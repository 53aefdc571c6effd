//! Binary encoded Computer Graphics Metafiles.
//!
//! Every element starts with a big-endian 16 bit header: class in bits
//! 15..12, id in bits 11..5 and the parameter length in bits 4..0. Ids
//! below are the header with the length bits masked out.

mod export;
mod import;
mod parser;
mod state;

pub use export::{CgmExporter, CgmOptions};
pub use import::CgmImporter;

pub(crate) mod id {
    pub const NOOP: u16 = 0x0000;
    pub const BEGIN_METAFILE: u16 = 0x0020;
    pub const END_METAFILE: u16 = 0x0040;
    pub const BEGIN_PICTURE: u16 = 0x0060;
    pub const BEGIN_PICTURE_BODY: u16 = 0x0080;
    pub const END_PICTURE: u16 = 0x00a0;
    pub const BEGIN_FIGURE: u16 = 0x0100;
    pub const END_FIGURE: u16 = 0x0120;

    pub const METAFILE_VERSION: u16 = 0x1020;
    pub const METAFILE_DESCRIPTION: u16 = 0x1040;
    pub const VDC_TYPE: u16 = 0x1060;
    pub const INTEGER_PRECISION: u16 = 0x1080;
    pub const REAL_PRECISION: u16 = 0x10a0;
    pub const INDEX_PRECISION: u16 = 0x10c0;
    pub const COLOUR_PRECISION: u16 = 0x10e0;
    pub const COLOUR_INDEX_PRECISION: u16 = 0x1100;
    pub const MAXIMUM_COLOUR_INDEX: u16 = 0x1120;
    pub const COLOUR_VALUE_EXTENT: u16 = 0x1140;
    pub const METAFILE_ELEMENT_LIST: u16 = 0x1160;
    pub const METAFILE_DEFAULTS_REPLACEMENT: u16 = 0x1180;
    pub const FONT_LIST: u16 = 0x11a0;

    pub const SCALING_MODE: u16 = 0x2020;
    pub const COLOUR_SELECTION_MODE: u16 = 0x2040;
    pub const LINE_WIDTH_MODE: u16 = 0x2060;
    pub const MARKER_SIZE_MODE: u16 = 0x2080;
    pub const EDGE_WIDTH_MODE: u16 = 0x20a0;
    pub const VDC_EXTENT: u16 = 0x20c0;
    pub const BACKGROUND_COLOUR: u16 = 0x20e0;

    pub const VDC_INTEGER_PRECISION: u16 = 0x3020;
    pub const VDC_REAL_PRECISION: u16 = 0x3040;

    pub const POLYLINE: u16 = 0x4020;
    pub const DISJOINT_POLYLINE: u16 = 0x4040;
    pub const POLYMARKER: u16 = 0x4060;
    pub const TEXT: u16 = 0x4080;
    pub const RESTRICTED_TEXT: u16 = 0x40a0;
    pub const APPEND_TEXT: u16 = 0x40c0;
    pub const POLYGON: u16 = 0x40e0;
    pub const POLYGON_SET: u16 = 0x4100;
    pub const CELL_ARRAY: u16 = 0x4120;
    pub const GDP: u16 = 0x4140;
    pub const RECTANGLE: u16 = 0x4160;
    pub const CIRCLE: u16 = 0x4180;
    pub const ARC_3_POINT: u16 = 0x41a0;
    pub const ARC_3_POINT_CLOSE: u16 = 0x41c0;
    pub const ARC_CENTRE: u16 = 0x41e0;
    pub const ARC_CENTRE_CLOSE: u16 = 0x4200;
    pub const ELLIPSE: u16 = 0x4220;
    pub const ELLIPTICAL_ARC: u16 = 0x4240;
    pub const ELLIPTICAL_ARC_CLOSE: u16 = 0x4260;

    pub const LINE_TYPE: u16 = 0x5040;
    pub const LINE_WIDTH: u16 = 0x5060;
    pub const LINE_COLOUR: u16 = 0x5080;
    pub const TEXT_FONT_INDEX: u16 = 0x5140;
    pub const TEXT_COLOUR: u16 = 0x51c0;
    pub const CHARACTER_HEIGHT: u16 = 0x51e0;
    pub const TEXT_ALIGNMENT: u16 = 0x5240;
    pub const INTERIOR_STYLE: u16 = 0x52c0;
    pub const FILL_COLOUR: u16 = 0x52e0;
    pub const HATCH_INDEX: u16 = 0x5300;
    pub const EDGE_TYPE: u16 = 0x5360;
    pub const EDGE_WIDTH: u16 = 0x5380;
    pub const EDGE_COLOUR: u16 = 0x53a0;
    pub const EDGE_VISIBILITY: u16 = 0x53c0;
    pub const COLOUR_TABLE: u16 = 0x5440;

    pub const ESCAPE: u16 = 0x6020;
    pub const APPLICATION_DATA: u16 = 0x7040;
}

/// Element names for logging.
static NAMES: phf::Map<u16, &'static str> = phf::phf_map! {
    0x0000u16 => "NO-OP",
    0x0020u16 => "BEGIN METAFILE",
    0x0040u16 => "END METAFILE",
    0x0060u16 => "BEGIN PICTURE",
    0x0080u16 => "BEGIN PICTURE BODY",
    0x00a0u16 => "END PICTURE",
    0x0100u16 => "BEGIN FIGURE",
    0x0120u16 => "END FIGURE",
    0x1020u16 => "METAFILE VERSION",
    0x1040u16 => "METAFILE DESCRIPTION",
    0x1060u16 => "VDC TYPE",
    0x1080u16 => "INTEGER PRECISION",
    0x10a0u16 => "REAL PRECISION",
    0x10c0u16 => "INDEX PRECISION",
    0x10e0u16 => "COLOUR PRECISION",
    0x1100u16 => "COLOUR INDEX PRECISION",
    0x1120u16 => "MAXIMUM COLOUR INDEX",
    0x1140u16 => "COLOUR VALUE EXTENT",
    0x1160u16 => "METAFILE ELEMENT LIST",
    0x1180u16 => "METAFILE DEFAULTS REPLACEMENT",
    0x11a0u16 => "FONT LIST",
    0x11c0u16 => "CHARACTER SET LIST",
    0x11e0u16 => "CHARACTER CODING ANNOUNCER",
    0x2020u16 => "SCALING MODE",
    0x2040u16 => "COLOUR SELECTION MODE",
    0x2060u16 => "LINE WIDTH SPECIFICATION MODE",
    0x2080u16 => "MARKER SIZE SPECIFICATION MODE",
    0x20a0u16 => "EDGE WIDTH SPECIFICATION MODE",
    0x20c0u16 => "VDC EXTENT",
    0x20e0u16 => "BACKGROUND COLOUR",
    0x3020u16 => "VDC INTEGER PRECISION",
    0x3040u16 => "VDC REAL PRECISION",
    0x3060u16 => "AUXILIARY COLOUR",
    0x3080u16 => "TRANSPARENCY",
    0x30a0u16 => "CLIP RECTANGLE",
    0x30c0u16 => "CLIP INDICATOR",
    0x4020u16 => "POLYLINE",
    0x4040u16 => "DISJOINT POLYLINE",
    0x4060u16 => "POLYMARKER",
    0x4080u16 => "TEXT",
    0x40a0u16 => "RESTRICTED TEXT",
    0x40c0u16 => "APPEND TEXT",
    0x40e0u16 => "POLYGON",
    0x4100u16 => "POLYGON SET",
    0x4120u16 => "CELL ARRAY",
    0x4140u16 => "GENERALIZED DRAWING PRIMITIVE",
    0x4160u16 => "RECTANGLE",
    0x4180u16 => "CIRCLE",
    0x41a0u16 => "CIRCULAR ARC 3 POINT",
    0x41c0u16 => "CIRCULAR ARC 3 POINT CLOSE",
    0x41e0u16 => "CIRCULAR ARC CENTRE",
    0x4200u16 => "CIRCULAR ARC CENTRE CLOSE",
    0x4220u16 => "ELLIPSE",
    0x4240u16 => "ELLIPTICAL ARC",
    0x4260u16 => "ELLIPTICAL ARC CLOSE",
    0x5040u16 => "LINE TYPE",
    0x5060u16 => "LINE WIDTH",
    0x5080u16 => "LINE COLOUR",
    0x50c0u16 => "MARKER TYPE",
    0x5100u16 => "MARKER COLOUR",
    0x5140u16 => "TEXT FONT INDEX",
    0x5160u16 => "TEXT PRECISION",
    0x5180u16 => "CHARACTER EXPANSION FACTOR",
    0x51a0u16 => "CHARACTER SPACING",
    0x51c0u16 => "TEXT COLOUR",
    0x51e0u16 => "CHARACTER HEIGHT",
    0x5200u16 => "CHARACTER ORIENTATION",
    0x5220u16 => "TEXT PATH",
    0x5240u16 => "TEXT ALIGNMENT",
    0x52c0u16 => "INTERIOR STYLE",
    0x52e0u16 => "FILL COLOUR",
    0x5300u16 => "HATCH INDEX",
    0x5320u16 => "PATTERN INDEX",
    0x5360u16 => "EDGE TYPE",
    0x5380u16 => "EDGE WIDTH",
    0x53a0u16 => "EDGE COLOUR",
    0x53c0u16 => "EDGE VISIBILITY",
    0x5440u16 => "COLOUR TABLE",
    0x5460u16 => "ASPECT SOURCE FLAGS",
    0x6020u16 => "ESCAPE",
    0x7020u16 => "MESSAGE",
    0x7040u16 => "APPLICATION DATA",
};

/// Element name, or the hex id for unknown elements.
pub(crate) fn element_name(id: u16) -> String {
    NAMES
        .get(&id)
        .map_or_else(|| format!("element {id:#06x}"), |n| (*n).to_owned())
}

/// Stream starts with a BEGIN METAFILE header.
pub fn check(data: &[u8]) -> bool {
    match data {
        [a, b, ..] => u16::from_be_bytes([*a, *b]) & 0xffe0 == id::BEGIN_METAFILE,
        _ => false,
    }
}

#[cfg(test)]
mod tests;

+--

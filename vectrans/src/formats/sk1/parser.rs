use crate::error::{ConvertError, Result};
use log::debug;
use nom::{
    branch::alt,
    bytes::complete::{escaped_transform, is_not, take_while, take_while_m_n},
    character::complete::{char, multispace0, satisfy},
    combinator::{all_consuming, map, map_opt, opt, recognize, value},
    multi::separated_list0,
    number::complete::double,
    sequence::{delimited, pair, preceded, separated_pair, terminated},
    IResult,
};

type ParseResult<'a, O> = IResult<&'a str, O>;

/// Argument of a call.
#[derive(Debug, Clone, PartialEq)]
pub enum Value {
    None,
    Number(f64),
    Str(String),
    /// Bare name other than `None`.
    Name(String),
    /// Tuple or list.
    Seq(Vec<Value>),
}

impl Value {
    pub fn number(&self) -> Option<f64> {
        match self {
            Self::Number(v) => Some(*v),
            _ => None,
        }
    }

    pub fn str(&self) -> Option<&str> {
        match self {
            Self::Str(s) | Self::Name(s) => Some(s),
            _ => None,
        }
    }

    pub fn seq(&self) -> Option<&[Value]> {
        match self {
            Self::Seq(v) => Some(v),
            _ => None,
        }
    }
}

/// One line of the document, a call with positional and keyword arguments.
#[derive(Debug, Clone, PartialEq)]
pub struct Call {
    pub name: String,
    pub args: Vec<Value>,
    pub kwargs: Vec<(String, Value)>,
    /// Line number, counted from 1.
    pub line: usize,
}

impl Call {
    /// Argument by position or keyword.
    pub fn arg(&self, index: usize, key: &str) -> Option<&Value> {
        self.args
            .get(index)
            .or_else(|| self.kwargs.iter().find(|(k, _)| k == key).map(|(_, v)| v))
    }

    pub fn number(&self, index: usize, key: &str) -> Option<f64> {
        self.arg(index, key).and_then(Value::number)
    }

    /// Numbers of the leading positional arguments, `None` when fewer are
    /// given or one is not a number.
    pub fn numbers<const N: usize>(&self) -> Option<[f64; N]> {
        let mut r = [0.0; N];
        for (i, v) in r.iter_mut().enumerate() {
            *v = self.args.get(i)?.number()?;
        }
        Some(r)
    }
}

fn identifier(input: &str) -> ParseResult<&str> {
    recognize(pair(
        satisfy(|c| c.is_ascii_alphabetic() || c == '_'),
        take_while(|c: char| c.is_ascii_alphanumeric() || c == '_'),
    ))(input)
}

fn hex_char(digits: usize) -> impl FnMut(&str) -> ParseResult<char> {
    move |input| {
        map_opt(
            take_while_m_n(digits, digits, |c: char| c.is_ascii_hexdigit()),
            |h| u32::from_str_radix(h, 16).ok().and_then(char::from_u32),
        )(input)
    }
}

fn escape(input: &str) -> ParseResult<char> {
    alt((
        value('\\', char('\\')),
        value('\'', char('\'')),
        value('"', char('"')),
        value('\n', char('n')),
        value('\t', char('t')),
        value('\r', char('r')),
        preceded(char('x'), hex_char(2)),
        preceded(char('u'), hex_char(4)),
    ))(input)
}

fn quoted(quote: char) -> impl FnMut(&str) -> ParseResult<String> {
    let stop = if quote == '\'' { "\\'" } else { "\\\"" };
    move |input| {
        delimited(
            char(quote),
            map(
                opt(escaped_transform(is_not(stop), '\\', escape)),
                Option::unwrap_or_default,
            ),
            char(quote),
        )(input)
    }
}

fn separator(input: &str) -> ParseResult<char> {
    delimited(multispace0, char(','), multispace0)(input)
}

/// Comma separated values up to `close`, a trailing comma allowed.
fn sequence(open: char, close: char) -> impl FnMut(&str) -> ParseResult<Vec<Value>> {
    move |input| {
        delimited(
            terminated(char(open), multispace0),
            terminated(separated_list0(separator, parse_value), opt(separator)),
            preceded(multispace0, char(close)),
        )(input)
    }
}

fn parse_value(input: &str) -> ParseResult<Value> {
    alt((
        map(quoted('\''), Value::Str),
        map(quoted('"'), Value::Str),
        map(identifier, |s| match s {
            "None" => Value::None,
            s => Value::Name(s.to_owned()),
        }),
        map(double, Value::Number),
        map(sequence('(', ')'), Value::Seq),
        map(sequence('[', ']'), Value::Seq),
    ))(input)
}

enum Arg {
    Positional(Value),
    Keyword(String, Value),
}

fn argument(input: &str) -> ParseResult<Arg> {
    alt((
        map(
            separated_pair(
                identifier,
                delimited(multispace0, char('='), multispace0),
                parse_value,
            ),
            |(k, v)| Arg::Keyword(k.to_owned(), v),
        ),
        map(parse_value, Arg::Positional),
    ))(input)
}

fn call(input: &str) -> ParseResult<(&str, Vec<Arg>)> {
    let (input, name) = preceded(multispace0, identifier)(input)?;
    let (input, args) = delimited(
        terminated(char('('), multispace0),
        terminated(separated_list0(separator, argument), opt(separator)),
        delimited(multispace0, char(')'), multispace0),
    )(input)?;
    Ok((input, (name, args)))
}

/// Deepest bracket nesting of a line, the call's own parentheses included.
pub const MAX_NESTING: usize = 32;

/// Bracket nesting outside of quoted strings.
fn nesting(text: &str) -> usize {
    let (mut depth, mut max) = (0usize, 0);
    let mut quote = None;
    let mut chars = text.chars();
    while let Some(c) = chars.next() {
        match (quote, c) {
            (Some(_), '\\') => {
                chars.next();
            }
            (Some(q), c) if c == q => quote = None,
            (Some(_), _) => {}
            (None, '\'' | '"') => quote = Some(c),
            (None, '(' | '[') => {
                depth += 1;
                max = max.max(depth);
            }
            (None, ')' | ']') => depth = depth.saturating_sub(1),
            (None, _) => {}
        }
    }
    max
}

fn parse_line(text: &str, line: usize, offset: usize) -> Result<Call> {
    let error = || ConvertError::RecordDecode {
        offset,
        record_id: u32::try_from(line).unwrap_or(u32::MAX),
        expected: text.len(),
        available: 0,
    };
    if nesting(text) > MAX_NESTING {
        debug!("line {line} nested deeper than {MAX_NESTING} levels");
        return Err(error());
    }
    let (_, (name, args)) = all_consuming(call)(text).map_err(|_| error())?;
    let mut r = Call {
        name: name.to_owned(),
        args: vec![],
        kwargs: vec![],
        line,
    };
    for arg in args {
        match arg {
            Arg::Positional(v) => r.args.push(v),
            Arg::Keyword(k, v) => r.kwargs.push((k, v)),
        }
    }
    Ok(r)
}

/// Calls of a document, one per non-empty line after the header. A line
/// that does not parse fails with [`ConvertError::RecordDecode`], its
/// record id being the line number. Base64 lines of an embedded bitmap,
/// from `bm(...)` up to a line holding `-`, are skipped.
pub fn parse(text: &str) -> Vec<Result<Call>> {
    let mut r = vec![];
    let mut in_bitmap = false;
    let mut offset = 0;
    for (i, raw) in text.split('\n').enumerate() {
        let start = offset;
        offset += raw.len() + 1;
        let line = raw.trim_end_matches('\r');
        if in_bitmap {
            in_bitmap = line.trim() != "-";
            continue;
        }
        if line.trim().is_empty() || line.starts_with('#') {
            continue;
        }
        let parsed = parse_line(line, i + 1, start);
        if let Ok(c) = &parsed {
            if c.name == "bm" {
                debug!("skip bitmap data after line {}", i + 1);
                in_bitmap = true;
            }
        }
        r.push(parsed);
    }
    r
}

+--

EXERCISE:
Return every line above in which the string "ELLIPSE" occurs.

EXERCISE ANSWER:
    pub const ELLIPSE: u16 = 0x4220;
    0x4220u16 => "ELLIPSE",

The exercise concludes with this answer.